We know that quantum sensors, as they become available, will surpass their traditional counterparts in almost every way. But how do we actually observe and quantify these benefits? Meet the new technology platform by MaQSens.

Fundamental Research

Quantum sensors are among the most exciting applications of quantum physics. The Pentagon wants them on future satellites, navigation service providers see in them the future of GPS, and yes, even doctors could one day rely on quantum sensors to detect early signs of disease. But while the possibilities seem limitless, researchers still need improved technology platforms to conduct experiments. Specifically, the MaQSens project aimed to develop a platform capable of answering a crucial question: How can we use quantum features or methods from quantum physics to enhance our present sensing capabilities? It particularly focused on inertial sensors, which are used for the likes of seismological event measurements and navigation. “Answering this question calls for a high level of control over an object that is susceptible to external forces,” says Markus Aspelmeyer, co-coordinator of the project on behalf of the University of Vienna. “Quantum computing has pushed the development of superconducting elements for quantum control at a breathtaking pace, and similar developments have been seen over recent decades in the domain of nanomechanics. With MaQSens, we combine these developments. We use them in a platform that provides access to quantum control of much larger masses than previously possible, and therefore push the frontiers of inertial sensing.” The founding fathers of quantum theory (remember Schrödinger’s cat?) knew it all too well. Demonstrating quantum effects for large or even massive objects is the Holy Grail of quantum science, and devising a platform to that effect would be an incredible breakthrough.

A superconducting sphere

To get there, the project team uses small superconducting objects as extremely sensitive probes for forces and accelerations. As Aspelmeyer points out, the main innovation lies in the project’s combination of different ideas and technologies including nanomechanics, atomic physics and even quantum computing to control the quantum properties of object motion on a chip-scale platform. “We start with a superconducting sphere that is a few hundredths of a millimetre across,” says Michael Trupke, a Senior PostDoc who was also actively involved in the project. “We attach this sphere to a small mechanical beam or levitate it using magnetic fields that are generated by superconducting coils. The sphere is kept close to another coil that is connected to a so-called superconducting circuit, which acts as an external quantum system. In that way the sphere’s motion is coupled to the circuit, meaning that both can influence each other.” From there, the team can use interaction with the quantum system to control the motion of the sphere in the quantum regime. They aim, for example, to cool it to a level where its motion is only dominated by quantum fluctuations. “At the same time, we can use the quantum circuit to read out the motion of the superconducting sphere. Any additional displacement, for example due to motion of the whole apparatus or due to some external force, can therefore be sensed with extreme sensitivity. All of this is integrated in a miniature chip-scale architecture only a few square centimetres in size,” Trupke continues.
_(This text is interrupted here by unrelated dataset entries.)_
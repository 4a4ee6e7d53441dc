//! Bolt definition and travel bookkeeping

use hashbrown::HashMap;
use serde::{Deserialize, Serialize};
use strum::{Display, EnumIter};

use sb_rng::{DiceDef, GameRng};

use super::explosion::ExplosionSpec;
use super::flavour::BeamFlavour;
use super::tracer::TracerInfo;
use crate::geom::Coord;
use crate::resist::{AcRule, resist_adjust};
use crate::world::{Actor, ActorId, Feature, Ray};

/// To-hit value that never misses.
pub const AUTOMATIC_HIT: i32 = 1500;

/// Whether a pass may change the world.
#[derive(
    Debug, Clone, Copy, PartialEq, Eq, Hash, Default, Serialize, Deserialize, Display, EnumIter,
)]
#[repr(u8)]
pub enum ExecutionMode {
    /// Dry run that only counts who would be hit
    Tracer = 0,
    #[default]
    Real = 1,
}

/// What the bolt is aimed at.
#[derive(Debug, Clone, Copy, PartialEq, Eq, Hash, Default, Serialize, Deserialize)]
pub enum TargetingMode {
    /// A cell; the bolt keeps going past it
    #[default]
    FixedPoint,
    /// A living actor; the bolt gives up once it dies
    TrackActor(ActorId),
}

/// What the bolt does to solid terrain it runs into.
#[derive(
    Debug, Clone, Copy, PartialEq, Eq, Hash, Default, Serialize, Deserialize, Display, EnumIter,
)]
#[repr(u8)]
pub enum TerrainInteraction {
    #[default]
    None = 0,
    /// Turns soft rock into floor
    Dig = 1,
    /// Melts wax and sets trees alight
    Burn = 2,
    /// Sprouts a plant where the bolt ends
    Grow = 3,
    /// Reduces rock and statues to rubble, then stops
    Disintegrate = 4,
}

impl TerrainInteraction {
    /// Whether this interaction changes `feature`.
    pub const fn affects(&self, feature: Feature) -> bool {
        match self {
            TerrainInteraction::Dig => feature.is_diggable(),
            TerrainInteraction::Burn => feature.is_flammable(),
            TerrainInteraction::Disintegrate => {
                feature.is_diggable() || feature.is_statue()
            }
            TerrainInteraction::None | TerrainInteraction::Grow => false,
        }
    }
}

/// What lands on an actor.
#[derive(Debug, Clone, Copy, PartialEq, Eq, Hash, Default, Serialize, Deserialize)]
pub enum Payload {
    #[default]
    Damage,
    Enchantment { saving_throw: bool },
}

/// A bolt in flight, or about to be. Lives only as long as the cast.
#[derive(Debug, Clone)]
pub struct Bolt {
    pub name: String,
    pub flavour: BeamFlavour,
    pub damage: DiceDef,
    pub hit: i32,
    /// Power behind enchantments
    pub power: i32,
    pub range: i32,
    /// Extra range rolled once per real firing; tracers assume the maximum
    pub range_band: i32,
    pub ac_rule: AcRule,
    pub mode: ExecutionMode,
    pub targeting: TargetingMode,
    pub terrain: TerrainInteraction,
    pub payload: Payload,
    pub pierce: bool,
    pub explosion: Option<ExplosionSpec>,
    /// Passes through actors on the firer's side
    pub ignores_allies: bool,
    pub reflectable: bool,
    /// Who fired it, for kill credit and tracer sides
    pub source: Option<ActorId>,
    pub origin: Coord,
    pub target: Coord,
    /// Explicit path, overriding the line from origin to target
    pub ray: Option<Ray>,

    pub pos: Coord,
    pub path_taken: Vec<Coord>,
    pub extra_range_used: i32,
    pub bounces: u32,
    pub last_bounce: Option<Coord>,
    pub reflections: u32,
    pub reflector: Option<ActorId>,
    pub hit_count: HashMap<ActorId, u32>,
    pub in_explosion_phase: bool,
    pub foe_info: TracerInfo,
    pub friend_info: TracerInfo,
    pub beam_cancelled: bool,
    pub obvious_effect: bool,
    pub seen: bool,
}

impl Bolt {
    pub fn new(name: impl Into<String>, flavour: BeamFlavour, origin: Coord, target: Coord) -> Self {
        let payload = if flavour.is_enchantment() {
            Payload::Enchantment {
                saving_throw: !flavour.is_helpful(),
            }
        } else {
            Payload::Damage
        };
        Self {
            name: name.into(),
            flavour,
            damage: DiceDef::none(),
            hit: AUTOMATIC_HIT,
            power: 0,
            range: 8,
            range_band: 0,
            ac_rule: AcRule::Normal,
            mode: ExecutionMode::Real,
            targeting: TargetingMode::FixedPoint,
            terrain: TerrainInteraction::None,
            payload,
            pierce: false,
            explosion: None,
            ignores_allies: false,
            reflectable: !flavour.is_enchantment(),
            source: None,
            origin,
            target,
            ray: None,
            pos: origin,
            path_taken: Vec::new(),
            extra_range_used: 0,
            bounces: 0,
            last_bounce: None,
            reflections: 0,
            reflector: None,
            hit_count: HashMap::new(),
            in_explosion_phase: false,
            foe_info: TracerInfo::default(),
            friend_info: TracerInfo::default(),
            beam_cancelled: false,
            obvious_effect: false,
            seen: false,
        }
    }

    /// A blast at `centre` with no flight beforehand.
    pub fn explosion(
        name: impl Into<String>,
        flavour: BeamFlavour,
        centre: Coord,
        spec: ExplosionSpec,
    ) -> Self {
        let mut bolt = Self::new(name, flavour, centre, centre);
        bolt.explosion = Some(spec);
        bolt.in_explosion_phase = true;
        bolt.reflectable = false;
        bolt
    }

    pub fn with_damage(mut self, damage: DiceDef) -> Self {
        self.damage = damage;
        self
    }

    pub fn with_hit(mut self, hit: i32) -> Self {
        self.hit = hit;
        self
    }

    pub fn with_power(mut self, power: i32) -> Self {
        self.power = power;
        self
    }

    pub fn with_range(mut self, range: i32) -> Self {
        self.range = range;
        self
    }

    pub fn with_range_band(mut self, extra: i32) -> Self {
        self.range_band = extra.max(0);
        self
    }

    pub fn with_ac_rule(mut self, rule: AcRule) -> Self {
        self.ac_rule = rule;
        self
    }

    pub fn with_terrain(mut self, terrain: TerrainInteraction) -> Self {
        self.terrain = terrain;
        self
    }

    pub fn with_explosion(mut self, spec: ExplosionSpec) -> Self {
        self.explosion = Some(spec);
        self
    }

    pub fn with_ray(mut self, ray: Ray) -> Self {
        self.ray = Some(ray);
        self
    }

    pub fn without_saving_throw(mut self) -> Self {
        if let Payload::Enchantment { .. } = self.payload {
            self.payload = Payload::Enchantment {
                saving_throw: false,
            };
        }
        self
    }

    pub fn piercing(mut self) -> Self {
        self.pierce = true;
        self
    }

    pub fn ignoring_allies(mut self) -> Self {
        self.ignores_allies = true;
        self
    }

    pub fn fired_by(mut self, source: ActorId) -> Self {
        self.source = Some(source);
        self
    }

    pub fn tracking(mut self, target: ActorId) -> Self {
        self.targeting = TargetingMode::TrackActor(target);
        self
    }

    pub fn is_tracer(&self) -> bool {
        self.mode == ExecutionMode::Tracer
    }

    pub fn is_enchantment(&self) -> bool {
        matches!(self.payload, Payload::Enchantment { .. })
    }

    pub fn is_explosion(&self) -> bool {
        self.explosion.is_some()
    }

    pub fn is_helpful(&self) -> bool {
        self.is_enchantment() && self.flavour.is_helpful()
    }

    /// Steps taken plus range burned on hits.
    pub fn range_used(&self) -> i32 {
        self.path_taken.len() as i32 + self.extra_range_used
    }

    pub fn range_left(&self) -> i32 {
        (self.range - self.range_used()).max(0)
    }

    /// Burn extra range, never past the bolt's total.
    pub fn use_range(&mut self, amount: i32) {
        let room = self.range - self.path_taken.len() as i32 - self.extra_range_used;
        self.extra_range_used += amount.clamp(0, room.max(0));
    }

    pub fn times_hit(&self, target: ActorId) -> u32 {
        self.hit_count.get(&target).copied().unwrap_or(0)
    }

    pub fn record_hit(&mut self, target: ActorId) {
        *self.hit_count.entry(target).or_insert(0) += 1;
    }

    /// Damage `amount` after the defender's resistance.
    pub fn resist_damage(&self, actor: &dyn Actor, amount: i32) -> i32 {
        let element = self.flavour.element();
        let tier = actor.resistance(element);
        if self.flavour == BeamFlavour::PoisonArrow && tier > 0 {
            return amount / 3;
        }
        resist_adjust(amount, element, tier, actor.is_player())
    }

    /// Damage beams that cannot hurt `actor` at all.
    pub fn is_harmless_to(&self, actor: &dyn Actor) -> bool {
        if self.is_enchantment() {
            return false;
        }
        self.flavour.element() != crate::resist::Element::Magic
            && self.damage.max() > 0
            && self.resist_damage(actor, self.damage.max()) == 0
    }

    /// Range spent on a hit; `None` stops the bolt.
    pub fn range_used_on_hit(&self, rng: Option<&mut GameRng>) -> Option<i32> {
        if self.is_enchantment() {
            return self.flavour.is_pass_through().then_some(0);
        }
        if !self.pierce || self.is_explosion() {
            return None;
        }
        match self.flavour {
            BeamFlavour::Electricity => Some(0),
            BeamFlavour::Lava => Some(1),
            _ => Some(match rng {
                Some(rng) => 2 + rng.rn2(4),
                None => 2,
            }),
        }
    }

    /// Where the bolt travels: the explicit ray if one was given.
    pub(crate) fn initial_ray(&self) -> Ray {
        self.ray.unwrap_or_else(|| Ray::new(self.origin, self.target))
    }

    /// Clear per-flight state so the same bolt can be fired again.
    pub(crate) fn reset_flight(&mut self) {
        self.pos = self.origin;
        self.path_taken.clear();
        self.extra_range_used = 0;
        self.bounces = 0;
        self.last_bounce = None;
        self.reflections = 0;
        self.reflector = None;
        self.hit_count.clear();
        self.foe_info = TracerInfo::default();
        self.friend_info = TracerInfo::default();
        self.obvious_effect = false;
        self.seen = false;
    }
}

#[cfg(test)]
mod tests {
    use super::*;
    use crate::world::{Monster, MonsterId, Resists};

    #[test]
    fn test_enchantment_payload_from_flavour() {
        let slow = Bolt::new("slow", BeamFlavour::Slow, Coord::new(0, 0), Coord::new(3, 0));
        assert_eq!(slow.payload, Payload::Enchantment { saving_throw: true });
        assert!(!slow.reflectable);
        let haste = Bolt::new("haste", BeamFlavour::Haste, Coord::new(0, 0), Coord::new(3, 0));
        assert_eq!(haste.payload, Payload::Enchantment { saving_throw: false });
        let fire = Bolt::new("fire", BeamFlavour::Fire, Coord::new(0, 0), Coord::new(3, 0));
        assert_eq!(fire.payload, Payload::Damage);
    }

    #[test]
    fn test_range_on_hit() {
        let base = Bolt::new("b", BeamFlavour::Fire, Coord::new(0, 0), Coord::new(3, 0));
        assert_eq!(base.range_used_on_hit(None), None);
        let pierce = base.clone().piercing();
        assert_eq!(pierce.range_used_on_hit(None), Some(2));
        let mut rng = GameRng::new(3);
        for _ in 0..50 {
            let used = pierce.range_used_on_hit(Some(&mut rng)).unwrap();
            assert!((2..=5).contains(&used));
        }
        let mut elec = pierce.clone();
        elec.flavour = BeamFlavour::Electricity;
        assert_eq!(elec.range_used_on_hit(None), Some(0));
        let mut lava = pierce;
        lava.flavour = BeamFlavour::Lava;
        assert_eq!(lava.range_used_on_hit(None), Some(1));

        let dig = Bolt::new("dig", BeamFlavour::Digging, Coord::new(0, 0), Coord::new(3, 0));
        assert_eq!(dig.range_used_on_hit(None), Some(0));
        let slow = Bolt::new("slow", BeamFlavour::Slow, Coord::new(0, 0), Coord::new(3, 0));
        assert_eq!(slow.range_used_on_hit(None), None);
    }

    #[test]
    fn test_use_range_caps_at_total() {
        let mut bolt =
            Bolt::new("b", BeamFlavour::Fire, Coord::new(0, 0), Coord::new(3, 0)).with_range(5);
        bolt.path_taken = vec![Coord::new(1, 0), Coord::new(2, 0), Coord::new(3, 0)];
        bolt.use_range(4);
        assert_eq!(bolt.extra_range_used, 2);
        assert_eq!(bolt.range_used(), 5);
        assert_eq!(bolt.range_left(), 0);
    }

    #[test]
    fn test_harmless() {
        let imp = Monster::new(MonsterId(1), "imp", Coord::new(1, 0), 10).with_resists(Resists {
            fire: 3,
            ..Default::default()
        });
        let fire = Bolt::new("fire", BeamFlavour::Fire, Coord::new(0, 0), Coord::new(3, 0))
            .with_damage(DiceDef::new(3, 6));
        assert!(fire.is_harmless_to(&imp));
        let dart = Bolt::new("dart", BeamFlavour::Magic, Coord::new(0, 0), Coord::new(3, 0))
            .with_damage(DiceDef::new(1, 4));
        assert!(!dart.is_harmless_to(&imp));
    }

    #[test]
    fn test_poison_arrow_beats_resistance() {
        let snake = Monster::new(MonsterId(1), "snake", Coord::new(1, 0), 10).with_resists(
            Resists {
                poison: 1,
                ..Default::default()
            },
        );
        let arrow = Bolt::new("arrow", BeamFlavour::PoisonArrow, Coord::new(0, 0), Coord::new(3, 0));
        assert_eq!(arrow.resist_damage(&snake, 30), 10);
        let sting = Bolt::new("sting", BeamFlavour::Poison, Coord::new(0, 0), Coord::new(3, 0));
        assert_eq!(sting.resist_damage(&snake, 30), 0);
    }

    #[test]
    fn test_terrain_affects() {
        assert!(TerrainInteraction::Dig.affects(Feature::RockWall));
        assert!(!TerrainInteraction::Dig.affects(Feature::StoneWall));
        assert!(TerrainInteraction::Disintegrate.affects(Feature::GraniteStatue));
        assert!(TerrainInteraction::Burn.affects(Feature::Tree));
        assert!(!TerrainInteraction::Burn.affects(Feature::RockWall));
    }
}
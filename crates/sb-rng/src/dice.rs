//! Dice specifications

use serde::{Deserialize, Serialize};

use crate::GameRng;

/// `num` dice of `size` faces plus a flat `bonus`.
#[derive(Debug, Clone, Copy, PartialEq, Eq, Hash, Default, Serialize, Deserialize)]
pub struct DiceDef {
    pub num: i32,
    pub size: i32,
    pub bonus: i32,
}

impl DiceDef {
    pub const fn new(num: i32, size: i32) -> Self {
        Self { num, size, bonus: 0 }
    }

    pub const fn with_bonus(mut self, bonus: i32) -> Self {
        self.bonus = bonus;
        self
    }

    pub const fn none() -> Self {
        Self::new(0, 0)
    }

    pub const fn is_zero(&self) -> bool {
        (self.num <= 0 || self.size <= 0) && self.bonus == 0
    }

    pub fn roll(&self, rng: &mut GameRng) -> i32 {
        (rng.dice(self.num, self.size) + self.bonus).max(0)
    }

    pub const fn max(&self) -> i32 {
        let dice = if self.num > 0 && self.size > 0 {
            self.num * self.size
        } else {
            0
        };
        dice + self.bonus
    }

    /// Mean roll, rounded down.
    pub const fn expected(&self) -> i32 {
        let dice = if self.num > 0 && self.size > 0 {
            self.num * (self.size + 1) / 2
        } else {
            0
        };
        dice + self.bonus
    }
}

impl core::fmt::Display for DiceDef {
    fn fmt(&self, f: &mut core::fmt::Formatter<'_>) -> core::fmt::Result {
        write!(f, "{}d{}", self.num, self.size)?;
        if self.bonus != 0 {
            write!(f, "{:+}", self.bonus)?;
        }
        Ok(())
    }
}

/// Spread `max_damage` over `num_dice` dice.
///
/// The fractional part of `max_damage / num_dice` is kept in expectation by
/// bumping the die size by one with chance `remainder` in `num_dice`.
pub fn calc_dice(num_dice: i32, max_damage: i32, rng: &mut GameRng) -> DiceDef {
    if num_dice <= 1 {
        DiceDef::new(1, max_damage)
    } else if max_damage <= num_dice {
        DiceDef::new(max_damage, 1)
    } else {
        let size = max_damage / num_dice
            + i32::from(rng.x_chance_in_y(max_damage % num_dice, num_dice));
        DiceDef::new(num_dice, size)
    }
}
Next stop: The quantum sensing regime

Now a few months away from completion, the project has already led to the development of several platform prototypes. The team has notably achieved the levitation of a microscopic superconductor with almost no damping, which is a necessary precondition for inertial sensing. Eventually, this will allow unrivalled control for quantum sensing combined with unique access to the large mass regime. “The next important milestone is to exploit the already demonstrated coupling to the superconducting quantum circuits in order to enter the regime of quantum sensing. All of the team’s efforts are focused on this right now,” says Aspelmeyer. In the long run, Aspelmeyer and Trupke anticipate a large impact in domains such as avionics and space, where the strong requirements for inertial sensors still pose unresolved challenges to existing technologies. They also hope that the MaQSens platform will enable a completely new generation of fundamental physics studies of macroscopic quantum phenomena, not the least of which are quantum effects under the influence of gravity.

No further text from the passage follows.